The key matrix of ETD is

$$\begin{array}{cc}\hfill & {\mathbf{A}}_{\mathrm{ETD}}=\underset{t\to \infty }{lim}\mathbb{E}\left[{\mathbf{A}}_{\mathrm{ETD},t}\right]\hfill \\ \hfill & =\underset{t\to \infty }{lim}{\mathbb{E}}_{\mu }\left[F_t{\rho }_t{\mathit{\varphi }}_t{\left({\mathit{\varphi }}_t-\gamma {\mathit{\varphi }}_{t+1}\right)}^{\top }\right]\hfill \\ \hfill & =\sum _s{d}_{\mu }\left(s\right)\underset{t\to \infty }{lim}{\mathbb{E}}_{\mu }\left[F_t{\rho }_t{\mathit{\varphi }}_t{\left({\mathit{\varphi }}_t-\gamma {\mathit{\varphi }}_{t+1}\right)}^{\top }\mid S_t=s\right]\hfill \\ \hfill & =\sum _s\underset{f\left(s\right)}{\underbrace{d_{\mu }\left(s\right){lim}_{t\to \infty }{\mathbb{E}}_{\mu }\left[F_t\mid S_t=s\right]}}{\mathbb{E}}_{\mu }\left[{\rho }_t{\mathit{\varphi }}_t{\left({\mathit{\varphi }}_t-\gamma {\mathit{\varphi }}_{t+1}\right)}^{\top }\mid S_t=s\right]\hfill \\ \hfill & ={\mathsf{\Phi }}^{\top }{\mathbf{D}}_f(\mathbf{I}-\gamma {\mathbf{P}}_{\pi })\mathsf{\Phi },\hfill \end{array}$$

(27)

$$\begin{array}{cc}\hfill {\mathbf{b}}_{\mathrm{ETD}}& =\underset{t\to \infty }{lim}\mathbb{E}\left[{\mathbf{b}}_{\mathrm{ETD},t}\right]=\underset{t\to \infty }{lim}{\mathbb{E}}_{\mu }\left[F_t{\rho }_t{r}_{t+1}{\varphi }_t\right]\hfill \\ \hfill & ={\mathsf{\Phi }}^{\top }{\mathbf{D}}_f{r}_{\pi },\hfill \end{array}$$

(28)

where ${\mathbf{D}}_f$ is a diagonal matrix with a diagonal element approximated to $f={(\mathbf{I}-\gamma {\mathbf{P}}_{\pi }^{\top })}^{-1}{d}_{\mu }$.

2.2.8. MRetrace

MRetrace [6] is a modified version of Retrace [16] with a convergence guarantee.
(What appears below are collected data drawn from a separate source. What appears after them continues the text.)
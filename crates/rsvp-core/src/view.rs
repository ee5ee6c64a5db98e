//! The view aggregator behind the admin dashboard.
//!
//! [`compute_view`] is a pure function of the full record collection and a
//! set of [`ViewParams`]. It holds no state, so callers simply recompute the
//! whole view whenever the records or the parameters change; the collection is
//! a single wedding's guest list, so that stays cheap.

use serde::{Deserialize, Serialize};
use unicode_normalization::{UnicodeNormalization, char::is_combining_mark};

use crate::record::RsvpRecord;

// ─── Parameters ──────────────────────────────────────────────────────────────

/// Which attendance status to keep.
#[derive(Debug, Clone, Copy, Default, PartialEq, Eq, Serialize, Deserialize)]
#[serde(rename_all = "lowercase")]
pub enum StatusFilter {
  #[default]
  All,
  /// Only records with `attending == "yes"`.
  Attending,
  /// Only records with `attending == "no"`.
  Declining,
}

impl StatusFilter {
  pub fn matches(self, record: &RsvpRecord) -> bool {
    match self {
      Self::All => true,
      Self::Attending => record.is_attending(),
      Self::Declining => record.is_declining(),
    }
  }

  /// The next filter in display order, wrapping around.
  pub fn cycle(self) -> Self {
    match self {
      Self::All => Self::Attending,
      Self::Attending => Self::Declining,
      Self::Declining => Self::All,
    }
  }

  pub fn label(self) -> &'static str {
    match self {
      Self::All => "All RSVPs",
      Self::Attending => "Attending",
      Self::Declining => "Declining",
    }
  }
}

/// How to order the view.
#[derive(Debug, Clone, Copy, Default, PartialEq, Eq, Serialize, Deserialize)]
#[serde(rename_all = "lowercase")]
pub enum SortMode {
  /// Most recent `submittedAt` first.
  #[default]
  Latest,
  /// Oldest `submittedAt` first.
  Oldest,
  /// Guest name, A to Z.
  Name,
}

impl SortMode {
  pub fn cycle(self) -> Self {
    match self {
      Self::Latest => Self::Oldest,
      Self::Oldest => Self::Name,
      Self::Name => Self::Latest,
    }
  }

  pub fn label(self) -> &'static str {
    match self {
      Self::Latest => "Latest First",
      Self::Oldest => "Oldest First",
      Self::Name => "Name (A-Z)",
    }
  }
}

/// Dashboard controls. Deserialises from a query string such as
/// `?search=ana&filter=attending&sort=name`.
#[derive(Debug, Clone, Default, PartialEq, Eq, Serialize, Deserialize)]
pub struct ViewParams {
  /// Case-insensitive substring matched against name or email.
  #[serde(default)]
  pub search: String,
  #[serde(default)]
  pub filter: StatusFilter,
  #[serde(default)]
  pub sort:   SortMode,
}

impl ViewParams {
  /// True when any control narrows the collection.
  pub fn is_narrowing(&self) -> bool {
    !self.search.trim().is_empty() || self.filter != StatusFilter::All
  }
}

// ─── Output ──────────────────────────────────────────────────────────────────

/// Counters over the full, unfiltered collection.
#[derive(Debug, Clone, Copy, Default, PartialEq, Eq, Serialize, Deserialize)]
#[serde(rename_all = "camelCase")]
pub struct Summary {
  /// Records with `attending == "yes"`.
  pub attending:    usize,
  /// Records with `attending == "no"`.
  pub declining:    usize,
  /// Sum of party sizes over attending records.
  pub total_guests: u64,
  /// Size of the unfiltered collection.
  pub total:        usize,
}

impl Summary {
  pub fn of(records: &[RsvpRecord]) -> Self {
    records.iter().fold(
      Summary { total: records.len(), ..Default::default() },
      |mut acc, r| {
        if r.is_attending() {
          acc.attending += 1;
          acc.total_guests += u64::from(r.guest_count());
        } else if r.is_declining() {
          acc.declining += 1;
        }
        acc
      },
    )
  }
}

/// A filtered, sorted projection of the collection plus its summary.
#[derive(Debug, Clone, Serialize)]
#[serde(rename_all = "camelCase")]
pub struct RsvpView<'a> {
  pub items:    Vec<&'a RsvpRecord>,
  pub summary:  Summary,
  /// Number of items in the view.
  pub shown:    usize,
  /// Whether search or status filter narrowed the collection; lets the
  /// dashboard tell "no RSVPs yet" apart from "no RSVPs match".
  pub filtered: bool,
}

// ─── Aggregation ─────────────────────────────────────────────────────────────

/// Build the dashboard view of `records` under `params`.
///
/// Applies the status filter, then the search, then the sort. Ties keep their
/// input order. The [`Summary`] always describes the full collection.
pub fn compute_view<'a>(records: &'a [RsvpRecord], params: &ViewParams) -> RsvpView<'a> {
  let query = params.search.trim().to_lowercase();

  let mut items: Vec<&RsvpRecord> = records
    .iter()
    .filter(|r| params.filter.matches(r))
    .filter(|r| matches_search(r, &query))
    .collect();

  match params.sort {
    SortMode::Latest => items.sort_by(|a, b| b.submitted_at.cmp(&a.submitted_at)),
    SortMode::Oldest => items.sort_by(|a, b| a.submitted_at.cmp(&b.submitted_at)),
    SortMode::Name => items.sort_by_cached_key(|r| name_collation_key(&r.name)),
  }

  RsvpView {
    shown: items.len(),
    items,
    summary: Summary::of(records),
    filtered: params.is_narrowing(),
  }
}

/// Alphabetical key for a guest name: diacritics and case are ignored first,
/// then case, then the raw text breaks any remaining tie.
fn name_collation_key(name: &str) -> (String, String, String) {
  let folded: String = name.nfd().filter(|c| !is_combining_mark(*c)).collect();
  (folded.to_lowercase(), name.to_lowercase(), name.to_owned())
}

/// `query` must already be lowercased; an empty query matches everything.
fn matches_search(record: &RsvpRecord, query: &str) -> bool {
  query.is_empty()
    || record.name.to_lowercase().contains(query)
    || record.email.to_lowercase().contains(query)
}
Its update rule is as follows:

$$\begin{array}{cc}\hfill {\theta }_{t+1}\dot{=}& {\theta }_t+{\alpha }_t{\rho }_t\left(r_{t+1}+x_t\gamma {\theta }_t^{\top }{\varphi }_{t+1}-{\theta }_t^{\top }{\varphi }_t\right){\varphi }_t\hfill \\ \hfill =& {\theta }_t+{\alpha }_t\left({\rho }_t{r}_{t+1}{\varphi }_t-{\rho }_t{\varphi }_t{({\varphi }_t-x_t\gamma {\varphi }_{t+1})}^{\top }{\theta }_t\right)\hfill \\ \hfill =& {\theta }_t+{\alpha }_t\left({\mathbf{b}}_{\mathrm{MR},t}-{\mathbf{A}}_{\mathrm{MR},t}{\theta }_t\right),\hfill \end{array}$$

(29)

where

$$x_t\dot{=}{\displaystyle \frac{1}{{max}_a{\rho }_t}}=\underset{a}{min}\left\{{\displaystyle \frac{1}{{\rho }_t}}\right\}=\underset{a}{min}\left\{{\displaystyle \frac{\mu \left(a\right|s_t)}{\pi \left(a\right|s_t)}}\right\},$$

(30)

${\mathbf{b}}_{\mathrm{MR},t}={\rho }_t{r}_{t+1}{\varphi }_t$, ${\mathbf{A}}_{\mathrm{MR},t}={\rho }_t{\varphi }_t{\left({\varphi }_t-x_t\gamma {\varphi }_{t+1}\right)}^{\top }$.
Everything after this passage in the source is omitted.